|Year : 1984 | Volume
| Issue : 1 | Page : 55-6
Drug synergism in obstetrics (a case report).
MM Singhal, CK Singhal, MM Gupta, OP Garg
M M Singhal
|How to cite this article:|
Singhal M M, Singhal C K, Gupta M M, Garg O P. Drug synergism in obstetrics (a case report). J Postgrad Med 1984;30:55-6
|How to cite this URL:|
Singhal M M, Singhal C K, Gupta M M, Garg O P. Drug synergism in obstetrics (a case report). J Postgrad Med [serial online] 1984 [cited 2020 Nov 24 ];30:55-6
Available from: https://www.jpgmonline.com/text.asp?1984/30/1/55/5483
Drug interaction occurs whenever a diagnostic, therapeutic or any other action of a drug in or on the body is modified by another exogenous chemical (interactant).
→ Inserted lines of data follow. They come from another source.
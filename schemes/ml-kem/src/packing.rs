//! Byte-level serialization for ML-KEM polynomials and keys.
//!
//! Polynomials serialize at 12 bits per coefficient: two canonical
//! coefficients pack into 3 bytes, little-endian bit order, for 384
//! bytes per polynomial. Deserialization is the exact inverse and does
//! not validate that decoded values are below q (the format is
//! trusted; canonical inputs round-trip exactly).

use crate::error::{MlKemError, Result};
use crate::params::{Params, N, POLYBYTES, SYMBYTES};
use crate::poly::Poly;
use crate::polyvec::PolyVec;
use crate::reduce::csubq;

/// Packs one polynomial into 384 bytes.
///
/// Coefficients are canonicalized with `csubq` first, so inputs may
/// still carry the CBD/addition slack above q.
pub fn pack_poly(poly: &Poly) -> Vec<u8> {
    let mut bytes = vec![0u8; POLYBYTES];
    for i in (0..N).step_by(2) {
        let t0 = csubq(poly.coeffs[i]);
        let t1 = csubq(poly.coeffs[i + 1]);

        bytes[3 * i / 2] = t0 as u8;
        bytes[3 * i / 2 + 1] = ((t0 >> 8) | (t1 << 4)) as u8;
        bytes[3 * i / 2 + 2] = (t1 >> 4) as u8;
    }
    bytes
}

/// Unpacks one polynomial from 384 bytes.
pub fn unpack_poly(bytes: &[u8]) -> Result<Poly> {
    if bytes.len() != POLYBYTES {
        return Err(MlKemError::InvalidLength {
            context: "polynomial",
            expected: POLYBYTES,
            actual: bytes.len(),
        });
    }

    let mut poly = Poly::zero();
    for i in (0..N).step_by(2) {
        poly.coeffs[i] =
            (u16::from(bytes[3 * i / 2]) | (u16::from(bytes[3 * i / 2 + 1]) << 8)) & 0x0fff;
        poly.coeffs[i + 1] =
            ((u16::from(bytes[3 * i / 2 + 1]) >> 4) | (u16::from(bytes[3 * i / 2 + 2]) << 4))
                & 0x0fff;
    }
    Ok(poly)
}

/// Packs a polynomial vector, one 384-byte polynomial after another.
pub fn pack_polyvec(v: &PolyVec) -> Vec<u8> {
    let mut bytes = Vec::with_capacity(v.len() * POLYBYTES);
    for poly in &v.polys {
        bytes.extend(pack_poly(poly));
    }
    bytes
}

/// Unpacks a polynomial vector of the given rank.
pub fn unpack_polyvec(bytes: &[u8], k: usize) -> Result<PolyVec> {
    if bytes.len() != k * POLYBYTES {
        return Err(MlKemError::InvalidLength {
            context: "polynomial vector",
            expected: k * POLYBYTES,
            actual: bytes.len(),
        });
    }

    let mut v = PolyVec::zero(k);
    for (i, poly) in v.polys.iter_mut().enumerate() {
        *poly = unpack_poly(&bytes[i * POLYBYTES..(i + 1) * POLYBYTES])?;
    }
    Ok(v)
}

/// Packs a public key: t_hat serialized followed by rho.
pub fn pack_public_key(t_hat: &PolyVec, rho: &[u8; SYMBYTES]) -> Vec<u8> {
    let mut bytes = pack_polyvec(t_hat);
    bytes.extend_from_slice(rho);
    bytes
}

/// Unpacks a public key into (t_hat, rho).
pub fn unpack_public_key(bytes: &[u8], params: &Params) -> Result<(PolyVec, [u8; SYMBYTES])> {
    if bytes.len() != params.public_key_size() {
        return Err(MlKemError::InvalidLength {
            context: "public key",
            expected: params.public_key_size(),
            actual: bytes.len(),
        });
    }

    let split = params.k * POLYBYTES;
    let t_hat = unpack_polyvec(&bytes[..split], params.k)?;
    let mut rho = [0u8; SYMBYTES];
    rho.copy_from_slice(&bytes[split..]);
    Ok((t_hat, rho))
}

#[cfg(test)]
mod tests {
    use super::*;
    use crate::params::{ML_KEM_512, Q};

    fn canonical_poly(step: usize) -> Poly {
        let mut p = Poly::zero();
        for i in 0..N {
            p.coeffs[i] = ((i * step + 1) % Q as usize) as u16;
        }
        p
    }

    #[test]
    fn test_poly_roundtrip() {
        let p = canonical_poly(31);
        let bytes = pack_poly(&p);
        assert_eq!(bytes.len(), POLYBYTES);
        let q = unpack_poly(&bytes).unwrap();
        assert_eq!(p.coeffs[..], q.coeffs[..]);
    }

    #[test]
    fn test_pack_canonicalizes() {
        // q and 0 are the same field element and must serialize alike
        let mut a = Poly::zero();
        a.coeffs[0] = Q;
        let b = Poly::zero();
        assert_eq!(pack_poly(&a), pack_poly(&b));
    }

    #[test]
    fn test_unpack_wrong_length() {
        let err = unpack_poly(&[0u8; POLYBYTES - 1]).unwrap_err();
        assert!(matches!(err, MlKemError::InvalidLength { .. }));
    }

    #[test]
    fn test_byte_layout() {
        // c0 = 0xabc, c1 = 0x123 -> bytes bc, 3a, 12
        let mut p = Poly::zero();
        p.coeffs[0] = 0xabc;
        p.coeffs[1] = 0x123;
        let bytes = pack_poly(&p);
        assert_eq!(bytes[0], 0xbc);
        assert_eq!(bytes[1], 0x3a);
        assert_eq!(bytes[2], 0x12);
    }

    #[test]
    fn test_polyvec_roundtrip() {
        let mut v = PolyVec::zero(2);
        v.polys[0] = canonical_poly(7);
        v.polys[1] = canonical_poly(13);

        let bytes = pack_polyvec(&v);
        assert_eq!(bytes.len(), 2 * POLYBYTES);
        let w = unpack_polyvec(&bytes, 2).unwrap();
        assert_eq!(v, w);
    }

    #[test]
    fn test_public_key_roundtrip() {
        let mut t = PolyVec::zero(2);
        t.polys[0] = canonical_poly(5);
        t.polys[1] = canonical_poly(9);
        let rho = [0x5au8; SYMBYTES];

        let bytes = pack_public_key(&t, &rho);
        assert_eq!(bytes.len(), ML_KEM_512.public_key_size());

        let (t2, rho2) = unpack_public_key(&bytes, &ML_KEM_512).unwrap();
        assert_eq!(t, t2);
        assert_eq!(rho, rho2);
    }

    #[test]
    fn test_public_key_wrong_length() {
        let err = unpack_public_key(&[0u8; 801], &ML_KEM_512).unwrap_err();
        assert_eq!(
            err,
            MlKemError::InvalidLength {
                context: "public key",
                expected: 800,
                actual: 801,
            }
        );
    }
}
It may potentiate, diminish, eliminate or otherwise modify the expected actions and effects, or produce a new effect. Such effect may be beneficial and expected or detrimental and unexpected.
Here, a case is presented who developed acute pulmonary oedema and severe systemic hypertension due to synergism between methyl ergotamine maleate and methoxamine hydrochloride.
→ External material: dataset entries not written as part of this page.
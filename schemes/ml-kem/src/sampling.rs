//! Deterministic sampling for ML-KEM key generation.
//!
//! Two samplers feed keygen:
//! - rejection sampling of uniform NTT-domain coefficients from
//!   SHAKE128 output (matrix expansion)
//! - centered binomial distribution (CBD) noise from SHAKE256 PRF
//!   output (secret and error vectors)

use crate::hash::{prf, xof};
use crate::params::{Params, N, Q, SYMBYTES};
use crate::poly::Poly;
use crate::polyvec::{PolyMatrix, PolyVec};

/// Initial XOF draw for one uniform polynomial: three full SHAKE128
/// blocks. Two 12-bit candidates per 3 bytes at an acceptance rate of
/// q/4096 makes 336 candidates per draw overwhelmingly sufficient for
/// 256 coefficients.
const REJ_UNIFORM_BUFLEN: usize = 504;

/// Samples a polynomial with coefficients uniform in [0, q), in
/// NTT-domain order, from SHAKE128(seed || col || row).
///
/// Scans 3-byte groups for two 12-bit candidates each and accepts
/// those below q. If the initial draw is exhausted early (possible in
/// principle, never observed in practice) the sampler keeps squeezing
/// one more block at a time instead of under-filling.
pub fn sample_uniform(seed: &[u8; SYMBYTES], col: u8, row: u8) -> Poly {
    let mut reader = xof(seed, col, row);
    let mut buf = [0u8; REJ_UNIFORM_BUFLEN];
    reader.read(&mut buf);

    let mut poly = Poly::zero();
    let mut ctr = scan_candidates(&mut poly, 0, &buf);

    while ctr < N {
        let mut block = [0u8; crate::keccak::SHAKE128_RATE];
        reader.read(&mut block);
        ctr = scan_candidates(&mut poly, ctr, &block);
    }

    poly
}

/// Scans `buf` in 3-byte groups, accepting 12-bit candidates below q.
/// Returns the updated fill count.
fn scan_candidates(poly: &mut Poly, mut ctr: usize, buf: &[u8]) -> usize {
    let mut pos = 0;
    while ctr < N && pos + 3 <= buf.len() {
        let val0 = (u16::from(buf[pos]) | (u16::from(buf[pos + 1]) << 8)) & 0x0fff;
        let val1 = (u16::from(buf[pos + 1]) >> 4) | ((u16::from(buf[pos + 2]) << 4) & 0x0fff);
        pos += 3;

        if val0 < Q {
            poly.coeffs[ctr] = val0;
            ctr += 1;
        }
        if ctr < N && val1 < Q {
            poly.coeffs[ctr] = val1;
            ctr += 1;
        }
    }
    ctr
}

/// Samples a CBD polynomial from a PRF output buffer.
///
/// Coefficients come out as `a - b + q`, i.e. in [q-eta, q+eta] rather
/// than [0, q); canonicalization is deferred to serialization time.
pub fn sample_cbd(eta: usize, buf: &[u8]) -> Poly {
    match eta {
        2 => cbd_eta2(buf),
        3 => cbd_eta3(buf),
        _ => panic!("Unsupported eta value: {}", eta),
    }
}

/// CBD with eta = 3: 3 bytes yield four coefficients.
///
/// Each 6-bit group splits into two 3-bit halves whose popcounts give
/// the binomial samples a and b.
fn cbd_eta3(buf: &[u8]) -> Poly {
    assert!(buf.len() >= 3 * N / 4, "CBD eta=3 needs 192 bytes");

    let mut poly = Poly::zero();
    for i in 0..N / 4 {
        let mut t = u32::from(buf[3 * i]);
        t |= u32::from(buf[3 * i + 1]) << 8;
        t |= u32::from(buf[3 * i + 2]) << 16;

        for j in 0..4 {
            let d = t & 0x3f;
            let a = (d & 0x1) + ((d >> 1) & 0x1) + ((d >> 2) & 0x1);
            let b = ((d >> 3) & 0x1) + ((d >> 4) & 0x1) + ((d >> 5) & 0x1);
            poly.coeffs[4 * i + j] = (a + u32::from(Q) - b) as u16;
            t >>= 6;
        }
    }
    poly
}

/// CBD with eta = 2: one byte yields two coefficients.
///
/// For each 4-bit group, a sums bits {0, 2} and b sums bits {1, 3}.
/// Unused by the k=2 keygen path (eta1 = 3 there), kept for the
/// complete sampler family.
fn cbd_eta2(buf: &[u8]) -> Poly {
    assert!(buf.len() >= N / 2, "CBD eta=2 needs 128 bytes");

    let mut poly = Poly::zero();
    for i in 0..N / 2 {
        let nibble = u32::from(buf[i / 2] >> (4 * (i % 2))) & 0x0f;
        let a = (nibble & 0x1) + ((nibble >> 2) & 0x1);
        let b = ((nibble >> 1) & 0x1) + ((nibble >> 3) & 0x1);
        poly.coeffs[i] = (a + u32::from(Q) - b) as u16;
    }
    poly
}

/// Expands the public seed rho into the k*k matrix A.
///
/// A[i][j] = sample_uniform(rho, j, i): the column index byte is
/// absorbed before the row index byte, matching the reference
/// derivation of the non-transposed matrix. Entries are already in the
/// NTT domain by construction and the matrix is never mutated after
/// expansion.
pub fn expand_matrix(rho: &[u8; SYMBYTES], k: usize) -> PolyMatrix {
    let mut a = PolyMatrix::zero(k);
    for i in 0..k {
        for j in 0..k {
            a.rows[i].polys[j] = sample_uniform(rho, j as u8, i as u8);
        }
    }
    a
}

/// Samples a length-k noise vector: polynomial i is
/// CBD_eta(PRF(eta, sigma, base_nonce + i)).
pub fn sample_noise_vec(sigma: &[u8; SYMBYTES], params: &Params, base_nonce: u8) -> PolyVec {
    let mut v = PolyVec::zero(params.k);
    for (i, poly) in v.polys.iter_mut().enumerate() {
        let buf = prf(params.eta1, sigma, base_nonce + i as u8);
        *poly = sample_cbd(params.eta1, &buf);
    }
    v
}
A 26 year old primigravida was to be operated upon for lower segmental caesarean section. Her pre-anaesthetic check-up revealed no abnormality clinically or on X-ray chest and on E.C.G. examination.
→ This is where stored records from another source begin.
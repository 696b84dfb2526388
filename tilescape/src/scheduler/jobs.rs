//! The pending render-job list.

use std::collections::VecDeque;

use parking_lot::Mutex;

use crate::tile::TileKey;

/// A unit of work: render one missing tile.
///
/// `distance` is the Euclidean distance, in tile units, from the job's
/// tile to the canvas center at the moment the job was created; it decides
/// execution order (nearest first).
#[derive(Debug, Clone, Copy, PartialEq)]
pub struct RenderJob {
    /// Identity of the tile to render.
    pub key: TileKey,
    /// Distance to the canvas center at enqueue time.
    pub distance: f64,
}

impl RenderJob {
    /// Create a render job.
    pub fn new(key: TileKey, distance: f64) -> Self {
        Self { key, distance }
    }
}

/// Ordered list of pending render jobs.
///
/// A job-creating redraw replaces the whole list atomically: the execution
/// loop pops one job at a time and never observes a partially updated
/// list. Jobs dropped by a replacement are simply forgotten.
#[derive(Default)]
pub struct JobList {
    jobs: Mutex<VecDeque<RenderJob>>,
}

impl JobList {
    /// Create an empty job list.
    pub fn new() -> Self {
        Self::default()
    }

    /// Sort the candidates nearest-to-center first and swap them in as the
    /// new live list, discarding any not-yet-started jobs.
    pub fn replace(&self, mut candidates: Vec<RenderJob>) {
        candidates.sort_by(|a, b| a.distance.total_cmp(&b.distance));
        *self.jobs.lock() = VecDeque::from(candidates);
    }

    /// Take the nearest pending job.
    pub fn pop(&self) -> Option<RenderJob> {
        self.jobs.lock().pop_front()
    }

    /// Number of pending jobs.
    pub fn len(&self) -> usize {
        self.jobs.lock().len()
    }

    /// Whether no jobs are pending.
    pub fn is_empty(&self) -> bool {
        self.jobs.lock().is_empty()
    }

    /// Drop all pending jobs.
    pub fn clear(&self) {
        self.jobs.lock().clear();
    }
}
She was given extradural lumbar block for operation. At the time of delivery of the head, the patient was given 0.4 mg of methyl ergotamine intravenously and 20 units of oxytocin in drip infusion bottle. The patient had severe postpartum haemorrhage which led to severe hypotension with a blood pressure of 70 mm of Hg. Immediately, the patient was given incremental doses of methyl ergotamine for retraction of uterus. Fresh blood and fluid were transfused to restore the blood pressure but this failed to bring the blood pressure to a safe level; hence, methoxamine hydrochloride in a dose of 10 mg was injected intravenously as a vasopressor drug. Within 2-3 minutes her blood pressure mounted to 180/106 mm of Hg.
After 5 minutes of injection of methoxamine, the patient became cyanosed; the respiration was shallow and rapid with a respiratory rate of 35/minute, and coarse crypts were audible all over the chest. The respiration was spontaneous but the patient was unable to cope with the excess of frothy secretions. She was diagnosed as a case of pulmonary oedema and vas treated accordingly by endotracheal intubation and intermittent positive pressure ventilation by 100% oxygen, anti-trendelenburg position, injection morphine 10 mg intravenously, injection aminophylline 240 mg. injection frusemide 50 mg, and rapid digitalisation with digoxine 1.2 mg intravenously.
After 6 hours of this treatment, the respiratory rate reduced to 20 per minute and there were fine crypts at the bases of lungs. After 16 hours the patient was extubated, was responding to command and no crypts were audible over the chest.
Extradural analgesia was given in this case as it has been found that infants delivered after extradural analgesia are less acidotic and better oxygenated than those born after general anaesthesia for lower segmental caesarean section.
Pulmonary capillary system is a low pressure system and is exceeded by colloid osmotic pressure of plasma which tends to retain fluid within circulation. If for any reason, the pulmonary capillary pressure rises above the osmotic pressure, the fluid passes across the alveolar capillary membrane and hence the physiological balance is disturbed resulting in pulmonary oedema.
The possible causes of pulmonary oedema during extradural block are (i) pre-existing cardiopulmonary disease, (ii) over-transfusion, (iii) amniotic fluid embolism, (iv) immune reaction to blood transfusion, (v) shock syndrome and (vi) synergistic action of drugs. All the causes of pulmonary oedema during extradural block except drug synergism were excluded one by one by the negative findings. The cause left was drug synergism between the vasopressor, methoxamine and the uterine stimulant, methyl ergotamine. Numerous cases of parturients who developed severe, persistent hypertension following the combined use of oxytocic and vasopressor drugs have been reported. There is evidence that methyl ergotamine can stimulate the alpha adrenergic receptors in ordinary vessels and, beta adrenergic receptors. in the vessels of muscles and if given to a patient under the influence of another alpha stimulater, e.g., a pressure drug, can produce widespread vasoconstriction with hypertension leading to acute pulmonary oedema;l while synthetic oxytocin on the other hand results in a transient dilatation of vessels containing both alpha and beta receptors, thus producing hypotension. Hence, it is concluded that in patients on vasopressor drug, oxytocin is preferable as a myometrial stimulant than methyl ergotamine, because of the synergistic effect of methyl ergotamine maleate and vasopressor drug-methoxamine hydrochloride which leads to complications like persistant systemic hypertension and pulmonary oedema. This may be the cause of pulmonary oedema in the present case.